Work to complete ▸
Search the data below for "enum" and report how many lines contain it, with no other text.

Record extracts ▸
==========
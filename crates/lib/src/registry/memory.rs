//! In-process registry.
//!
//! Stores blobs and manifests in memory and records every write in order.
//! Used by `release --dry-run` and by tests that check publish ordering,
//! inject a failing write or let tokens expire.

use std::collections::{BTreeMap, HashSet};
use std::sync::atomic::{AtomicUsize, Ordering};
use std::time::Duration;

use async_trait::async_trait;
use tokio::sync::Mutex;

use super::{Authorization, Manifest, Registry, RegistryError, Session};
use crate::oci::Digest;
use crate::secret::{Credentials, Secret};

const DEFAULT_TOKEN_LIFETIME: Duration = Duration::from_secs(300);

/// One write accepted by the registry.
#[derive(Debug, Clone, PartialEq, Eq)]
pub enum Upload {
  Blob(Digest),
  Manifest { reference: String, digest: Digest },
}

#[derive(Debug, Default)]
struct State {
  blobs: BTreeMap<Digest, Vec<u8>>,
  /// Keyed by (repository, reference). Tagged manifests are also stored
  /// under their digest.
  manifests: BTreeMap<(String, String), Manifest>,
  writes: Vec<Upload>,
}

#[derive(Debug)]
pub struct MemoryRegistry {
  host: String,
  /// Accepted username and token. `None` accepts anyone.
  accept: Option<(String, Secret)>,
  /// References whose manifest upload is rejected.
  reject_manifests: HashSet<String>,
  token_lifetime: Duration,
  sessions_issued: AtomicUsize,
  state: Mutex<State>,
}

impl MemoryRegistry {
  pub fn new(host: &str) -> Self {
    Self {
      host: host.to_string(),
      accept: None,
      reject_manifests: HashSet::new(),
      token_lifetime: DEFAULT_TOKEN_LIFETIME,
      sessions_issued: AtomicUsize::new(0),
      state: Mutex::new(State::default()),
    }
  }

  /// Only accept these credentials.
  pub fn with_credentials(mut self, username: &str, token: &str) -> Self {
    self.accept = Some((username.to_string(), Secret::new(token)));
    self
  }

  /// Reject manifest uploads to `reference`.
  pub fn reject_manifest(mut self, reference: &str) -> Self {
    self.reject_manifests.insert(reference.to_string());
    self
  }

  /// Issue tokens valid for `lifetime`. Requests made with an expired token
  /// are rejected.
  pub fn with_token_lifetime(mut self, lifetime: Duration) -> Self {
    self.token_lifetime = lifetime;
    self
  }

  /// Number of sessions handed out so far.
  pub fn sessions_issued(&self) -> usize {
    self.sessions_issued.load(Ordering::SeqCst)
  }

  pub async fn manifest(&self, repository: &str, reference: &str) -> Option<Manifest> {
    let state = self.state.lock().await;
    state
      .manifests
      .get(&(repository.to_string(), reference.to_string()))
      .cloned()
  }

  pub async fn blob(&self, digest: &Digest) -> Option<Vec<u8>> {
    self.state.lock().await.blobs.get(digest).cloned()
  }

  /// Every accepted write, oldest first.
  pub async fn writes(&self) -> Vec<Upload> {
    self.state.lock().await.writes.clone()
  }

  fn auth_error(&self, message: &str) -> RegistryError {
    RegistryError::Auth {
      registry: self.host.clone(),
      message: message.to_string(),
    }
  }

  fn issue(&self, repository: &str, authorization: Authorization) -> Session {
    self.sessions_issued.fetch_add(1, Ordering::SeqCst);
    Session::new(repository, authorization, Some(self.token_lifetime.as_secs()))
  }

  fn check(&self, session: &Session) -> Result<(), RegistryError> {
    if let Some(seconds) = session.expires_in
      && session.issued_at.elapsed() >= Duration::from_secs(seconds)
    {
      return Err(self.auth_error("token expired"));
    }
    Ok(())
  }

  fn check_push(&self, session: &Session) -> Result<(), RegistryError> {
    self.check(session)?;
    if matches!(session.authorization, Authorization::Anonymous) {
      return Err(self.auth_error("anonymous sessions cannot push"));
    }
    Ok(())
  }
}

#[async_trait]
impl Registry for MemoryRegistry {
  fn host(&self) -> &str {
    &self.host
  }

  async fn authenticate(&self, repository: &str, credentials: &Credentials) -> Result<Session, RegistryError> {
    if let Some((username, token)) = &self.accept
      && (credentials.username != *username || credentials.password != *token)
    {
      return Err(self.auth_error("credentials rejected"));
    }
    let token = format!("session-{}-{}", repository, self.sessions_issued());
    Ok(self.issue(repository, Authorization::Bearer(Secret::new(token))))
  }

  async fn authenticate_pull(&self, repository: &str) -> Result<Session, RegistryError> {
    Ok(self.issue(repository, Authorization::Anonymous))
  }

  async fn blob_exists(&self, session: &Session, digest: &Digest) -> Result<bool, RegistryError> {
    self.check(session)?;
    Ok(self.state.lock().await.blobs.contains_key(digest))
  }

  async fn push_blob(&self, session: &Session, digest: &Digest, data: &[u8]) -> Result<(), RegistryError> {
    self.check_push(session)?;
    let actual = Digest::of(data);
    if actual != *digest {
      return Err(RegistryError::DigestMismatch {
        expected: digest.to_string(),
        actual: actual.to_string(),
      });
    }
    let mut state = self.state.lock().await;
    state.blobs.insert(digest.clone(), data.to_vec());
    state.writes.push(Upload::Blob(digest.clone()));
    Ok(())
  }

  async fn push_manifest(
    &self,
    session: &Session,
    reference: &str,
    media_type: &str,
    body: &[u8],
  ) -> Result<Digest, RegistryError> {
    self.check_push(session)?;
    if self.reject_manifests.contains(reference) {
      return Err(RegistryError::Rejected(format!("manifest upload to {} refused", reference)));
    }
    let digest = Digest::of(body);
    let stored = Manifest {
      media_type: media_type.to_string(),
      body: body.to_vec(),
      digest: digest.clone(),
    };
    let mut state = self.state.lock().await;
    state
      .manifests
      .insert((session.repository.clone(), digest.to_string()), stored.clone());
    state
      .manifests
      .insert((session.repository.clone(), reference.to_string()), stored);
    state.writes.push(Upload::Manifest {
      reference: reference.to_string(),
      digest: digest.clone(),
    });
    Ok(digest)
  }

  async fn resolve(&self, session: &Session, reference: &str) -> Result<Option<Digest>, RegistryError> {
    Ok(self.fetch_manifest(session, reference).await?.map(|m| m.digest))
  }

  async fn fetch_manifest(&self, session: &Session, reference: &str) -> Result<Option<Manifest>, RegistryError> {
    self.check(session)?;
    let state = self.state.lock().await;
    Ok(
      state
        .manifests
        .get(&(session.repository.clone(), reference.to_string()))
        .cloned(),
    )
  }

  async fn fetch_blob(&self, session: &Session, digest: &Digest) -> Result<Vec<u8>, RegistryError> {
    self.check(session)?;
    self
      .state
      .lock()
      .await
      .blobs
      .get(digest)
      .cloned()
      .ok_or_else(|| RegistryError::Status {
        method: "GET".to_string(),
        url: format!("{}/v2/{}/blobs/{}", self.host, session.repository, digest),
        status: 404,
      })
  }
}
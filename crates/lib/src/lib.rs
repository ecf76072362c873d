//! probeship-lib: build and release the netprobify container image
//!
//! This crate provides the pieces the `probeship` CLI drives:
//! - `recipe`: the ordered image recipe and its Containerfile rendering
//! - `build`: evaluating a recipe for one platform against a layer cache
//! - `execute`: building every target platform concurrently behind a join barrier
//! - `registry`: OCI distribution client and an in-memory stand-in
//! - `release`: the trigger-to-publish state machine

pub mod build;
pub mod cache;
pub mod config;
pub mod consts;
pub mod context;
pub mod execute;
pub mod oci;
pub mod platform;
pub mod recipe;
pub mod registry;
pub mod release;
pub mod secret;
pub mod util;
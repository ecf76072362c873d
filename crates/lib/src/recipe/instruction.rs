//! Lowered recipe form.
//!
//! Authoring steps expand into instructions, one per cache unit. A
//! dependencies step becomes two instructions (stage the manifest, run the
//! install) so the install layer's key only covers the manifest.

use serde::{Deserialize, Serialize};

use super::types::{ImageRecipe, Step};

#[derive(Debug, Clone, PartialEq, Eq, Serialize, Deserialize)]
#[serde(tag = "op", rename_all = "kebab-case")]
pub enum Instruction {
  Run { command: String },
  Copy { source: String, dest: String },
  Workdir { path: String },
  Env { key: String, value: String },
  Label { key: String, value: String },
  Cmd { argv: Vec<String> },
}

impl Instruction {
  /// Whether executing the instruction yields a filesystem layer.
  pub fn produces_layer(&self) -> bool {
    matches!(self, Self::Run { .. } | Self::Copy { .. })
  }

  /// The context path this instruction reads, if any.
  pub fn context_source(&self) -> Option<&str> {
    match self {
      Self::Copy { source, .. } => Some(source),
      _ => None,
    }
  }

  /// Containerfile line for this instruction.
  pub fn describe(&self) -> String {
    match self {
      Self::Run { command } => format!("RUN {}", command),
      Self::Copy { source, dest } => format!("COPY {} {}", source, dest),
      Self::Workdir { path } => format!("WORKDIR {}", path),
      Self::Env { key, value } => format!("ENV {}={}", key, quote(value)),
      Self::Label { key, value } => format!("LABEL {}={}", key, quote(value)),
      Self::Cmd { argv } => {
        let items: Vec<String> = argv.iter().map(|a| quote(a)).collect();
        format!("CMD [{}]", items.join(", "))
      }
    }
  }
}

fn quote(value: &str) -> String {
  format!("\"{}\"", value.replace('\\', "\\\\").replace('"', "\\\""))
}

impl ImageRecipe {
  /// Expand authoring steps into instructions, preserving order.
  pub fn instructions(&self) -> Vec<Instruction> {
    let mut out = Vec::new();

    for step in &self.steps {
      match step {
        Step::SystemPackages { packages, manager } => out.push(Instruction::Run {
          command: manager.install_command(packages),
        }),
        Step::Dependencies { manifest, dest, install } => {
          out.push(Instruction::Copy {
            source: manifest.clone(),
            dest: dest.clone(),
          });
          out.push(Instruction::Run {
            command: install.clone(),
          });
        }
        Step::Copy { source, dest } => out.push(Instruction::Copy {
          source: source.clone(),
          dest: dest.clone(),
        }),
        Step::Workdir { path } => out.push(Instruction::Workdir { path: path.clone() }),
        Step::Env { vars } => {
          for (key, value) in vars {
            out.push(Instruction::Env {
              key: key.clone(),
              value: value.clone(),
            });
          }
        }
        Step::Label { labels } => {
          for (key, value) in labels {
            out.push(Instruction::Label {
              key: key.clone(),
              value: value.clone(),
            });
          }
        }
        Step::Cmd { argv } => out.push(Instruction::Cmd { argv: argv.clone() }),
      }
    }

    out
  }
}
==========
The completed task ▸
2